= ACTIVITY =
Only one span of the listing below is wanted: the lines from the one with "of an entity" through the one with "pub struct SchemaSignedEntity", reproduced exactly, both ends kept.

= DATA SECTION =
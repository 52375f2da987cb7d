//! Schema-signed entities and schema contexts
//!
//! An entity records the signature of the schema it was built against.
//! Attribute reads that miss on the entity fall back to the defaults
//! declared by that schema.

use chrono::{DateTime, Utc};
use parking_lot::Mutex;
use serde::{Deserialize, Serialize};
use std::collections::BTreeMap;
use std::fmt;
use std::sync::{Arc, Weak};
use tracing::warn;
use uuid::Uuid;

use super::codec::{RESERVED_PREFIX, Schema, Value};
use super::dispatch::{SignatureAware, StaticType};
use super::error::{EntityError, EntityResult, StoreResult};
use super::signature::{DEFAULT_SIGNATURE, Signature};
use super::store::{SchemaSource, SchemaStore};

/// Plain record carrying an identity
pub static RECORD_TYPE: StaticType = StaticType {
    name: "Record",
    attributes: &["record_uid"],
};

/// Record whose structure is given by a signed schema
pub static SCHEMA_SIGNED_ENTITY_TYPE: StaticType = StaticType {
    name: "SchemaSignedEntity",
    attributes: &["record_uid", "signature"],
};

static ENTITY_TYPES: [&StaticType; 2] = [&SCHEMA_SIGNED_ENTITY_TYPE, &RECORD_TYPE];

/// Anything that may expose a schema to entities created against it
pub trait SchemaContext: Send + Sync {
    /// Schema offered to new entities, if any
    fn schema(&self) -> Option<Arc<Schema>>;

    /// Signature the offered schema is stored under, if known
    ///
    /// Entities adopt it as-is when it is stored, so they share the
    /// context's signature even when the stored text is not canonical.
    fn schema_signature(&self) -> Option<Signature> {
        None
    }
}

/// Schema resolved for a signature, kept until the signature changes
#[derive(Debug, Default)]
struct ResolvedSchema {
    slot: Mutex<Option<(Signature, Arc<Schema>)>>,
}

impl ResolvedSchema {
    fn resolve(&self, store: &SchemaStore, signature: Signature) -> StoreResult<Arc<Schema>> {
        let mut slot = self.slot.lock();
        if let Some((cached, schema)) = slot.as_ref() {
            if *cached == signature {
                return Ok(schema.clone());
            }
        }

        let schema = store.load_signature(&signature)?;
        *slot = Some((signature, schema.clone()));
        Ok(schema)
    }

    fn cached_signature(&self) -> Option<Signature> {
        self.slot.lock().as_ref().map(|(signature, _)| *signature)
    }
}

/// Context exposing the schema stored under a signature
#[derive(Debug)]
pub struct SignatureContext {
    store: Arc<SchemaStore>,
    signature: Option<Signature>,
    resolved: ResolvedSchema,
}

impl SignatureContext {
    /// Context for a signature; `None` means the default schema
    pub fn new(store: Arc<SchemaStore>, signature: Option<Signature>) -> Self {
        Self {
            store,
            signature,
            resolved: ResolvedSchema::default(),
        }
    }

    /// Signature whose schema is exposed
    pub fn signature(&self) -> Signature {
        self.signature.unwrap_or(*DEFAULT_SIGNATURE)
    }

    /// Point the context at another signature
    pub fn set_signature(&mut self, signature: Option<Signature>) {
        self.signature = signature;
    }

    /// Resolve the exposed schema
    pub fn resolve(&self) -> StoreResult<Arc<Schema>> {
        self.resolved.resolve(&self.store, self.signature())
    }
}

impl SchemaContext for SignatureContext {
    fn schema(&self) -> Option<Arc<Schema>> {
        match self.resolve() {
            Ok(schema) => Some(schema),
            Err(e) => {
                warn!(signature = %self.signature(), error = %e, "Context schema unavailable");
                None
            }
        }
    }
    fn schema_signature(&self) -> Option<Signature> {
        Some(self.signature())
    }
}

/// Serializable snapshot of an entity
#[derive(Debug, Clone, PartialEq, Serialize, Deserialize)]
pub struct EntityRecord {
    /// Record identity
    pub record_uid: Uuid,
    /// Signature of the schema the entity is signed with
    pub signature: Option<Signature>,
    /// Explicitly assigned values
    #[serde(default)]
    pub values: BTreeMap<String, Value>,
    /// Last time the entity was signed or assigned
    pub modified: DateTime<Utc>,
}

/// Record-like entity tagged with a schema signature
pub struct SchemaSignedEntity {
    record_uid: Uuid,
    context: Option<Weak<dyn SchemaContext>>,
    signature: Option<Signature>,
    values: BTreeMap<String, Value>,
    modified: DateTime<Utc>,
    store: Arc<SchemaStore>,
    resolved: ResolvedSchema,
}

impl SchemaSignedEntity {
    /// Create an entity with a fresh record id
    ///
    /// A context whose signature is stored hands that signature over
    /// directly. Otherwise the entity is signed with the context's schema,
    /// which also saves the schema to the store.
    pub fn new(
        store: Arc<SchemaStore>,
        context: Option<&Arc<dyn SchemaContext>>,
    ) -> StoreResult<Self> {
        Self::with_uid(store, context, None)
    }

    /// Create an entity with an explicit record id
    pub fn with_uid(
        store: Arc<SchemaStore>,
        context: Option<&Arc<dyn SchemaContext>>,
        record_uid: Option<Uuid>,
    ) -> StoreResult<Self> {
        let mut entity = Self {
            record_uid: record_uid.unwrap_or_else(Uuid::new_v4),
            context: context.map(Arc::downgrade),
            signature: None,
            values: BTreeMap::new(),
            modified: Utc::now(),
            store,
            resolved: ResolvedSchema::default(),
        };

        if let Some(context) = context {
            entity.adopt(&**context)?;
        }

        Ok(entity)
    }

    /// Sign with whatever the context exposes, preferring its signature
    fn adopt(&mut self, context: &dyn SchemaContext) -> StoreResult<()> {
        if let Some(signature) = context.schema_signature() {
            if signature.is_default() || self.store.contains(&signature)? {
                self.signature = Some(signature);
                return Ok(());
            }
        }

        if let Some(schema) = context.schema() {
            self.sign(&schema)?;
        }
        Ok(())
    }

    /// Rebuild an entity from its record without re-signing
    pub fn from_record(
        store: Arc<SchemaStore>,
        record: EntityRecord,
        context: Option<&Arc<dyn SchemaContext>>,
    ) -> Self {
        Self {
            record_uid: record.record_uid,
            context: context.map(Arc::downgrade),
            signature: record.signature,
            values: record.values,
            modified: record.modified,
            store,
            resolved: ResolvedSchema::default(),
        }
    }

    /// Snapshot for persistence
    pub fn to_record(&self) -> EntityRecord {
        EntityRecord {
            record_uid: self.record_uid,
            signature: self.signature,
            values: self.values.clone(),
            modified: self.modified,
        }
    }

    /// Record identity
    pub fn record_uid(&self) -> Uuid {
        self.record_uid
    }

    /// Parent context, if it is still alive
    pub fn context(&self) -> Option<Arc<dyn SchemaContext>> {
        self.context.as_ref().and_then(Weak::upgrade)
    }

    /// Current signature, `None` until first signed
    pub fn signature(&self) -> Option<Signature> {
        self.signature
    }

    /// Last modification time
    pub fn modified(&self) -> DateTime<Utc> {
        self.modified
    }

    /// Explicitly assigned values
    pub fn values(&self) -> &BTreeMap<String, Value> {
        &self.values
    }

    /// Sign the entity with a schema, saving the schema to the store
    pub fn sign<'a>(&mut self, schema: impl Into<SchemaSource<'a>>) -> StoreResult<Signature> {
        let signature = self.store.add(schema)?;
        self.signature = Some(signature);
        self.modified = Utc::now();
        Ok(signature)
    }

    /// Schema for the current signature
    ///
    /// Resolved lazily and reused until the signature changes. Unsigned
    /// entities see the default schema.
    pub fn schema(&self) -> StoreResult<Arc<Schema>> {
        let signature = self.signature.unwrap_or(*DEFAULT_SIGNATURE);
        self.resolved.resolve(&self.store, signature)
    }

    /// Read an attribute
    ///
    /// Declared attributes first, then explicitly assigned values, then the
    /// current schema's field default. Reserved names never fall back.
    pub fn get(&self, name: &str) -> EntityResult<Value> {
        if name.starts_with(RESERVED_PREFIX) {
            return Err(EntityError::UnknownAttribute(name.to_string()));
        }

        match name {
            "record_uid" => return Ok(Value::Text(self.record_uid.to_string())),
            "signature" => {
                return Ok(self
                    .signature
                    .map(|sig| Value::Text(sig.to_hex()))
                    .unwrap_or(Value::Null));
            }
            _ => {}
        }

        if let Some(value) = self.values.get(name) {
            return Ok(value.clone());
        }

        let schema = self.schema()?;
        schema
            .default_for(name)
            .cloned()
            .ok_or_else(|| EntityError::UnknownAttribute(name.to_string()))
    }

    /// Assign a field of the current schema
    pub fn set(&mut self, name: &str, value: Value) -> EntityResult<()> {
        if name.starts_with(RESERVED_PREFIX) {
            return Err(EntityError::UnknownAttribute(name.to_string()));
        }
        if SCHEMA_SIGNED_ENTITY_TYPE.declares(name) {
            return Err(EntityError::ReadOnly(name.to_string()));
        }

        let schema = self.schema()?;
        let field = schema
            .get(name)
            .ok_or_else(|| EntityError::UnknownAttribute(name.to_string()))?;
        if value.kind().is_some_and(|kind| kind != field.kind) {
            return Err(EntityError::KindMismatch {
                field: name.to_string(),
                expected: field.kind.as_str(),
            });
        }

        self.values.insert(name.to_string(), value);
        self.modified = Utc::now();
        Ok(())
    }

    /// Drop an assigned value so reads fall back to the default again
    pub fn unset(&mut self, name: &str) -> Option<Value> {
        let previous = self.values.remove(name);
        if previous.is_some() {
            self.modified = Utc::now();
        }
        previous
    }
}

= TASK SOLUTION =
/// Serializable snapshot of an entity
#[derive(Debug, Clone, PartialEq, Serialize, Deserialize)]
pub struct EntityRecord {
    /// Record identity
    pub record_uid: Uuid,
    /// Signature of the schema the entity is signed with
    pub signature: Option<Signature>,
    /// Explicitly assigned values
    #[serde(default)]
    pub values: BTreeMap<String, Value>,
    /// Last time the entity was signed or assigned
    pub modified: DateTime<Utc>,
}

/// Record-like entity tagged with a schema signature
pub struct SchemaSignedEntity {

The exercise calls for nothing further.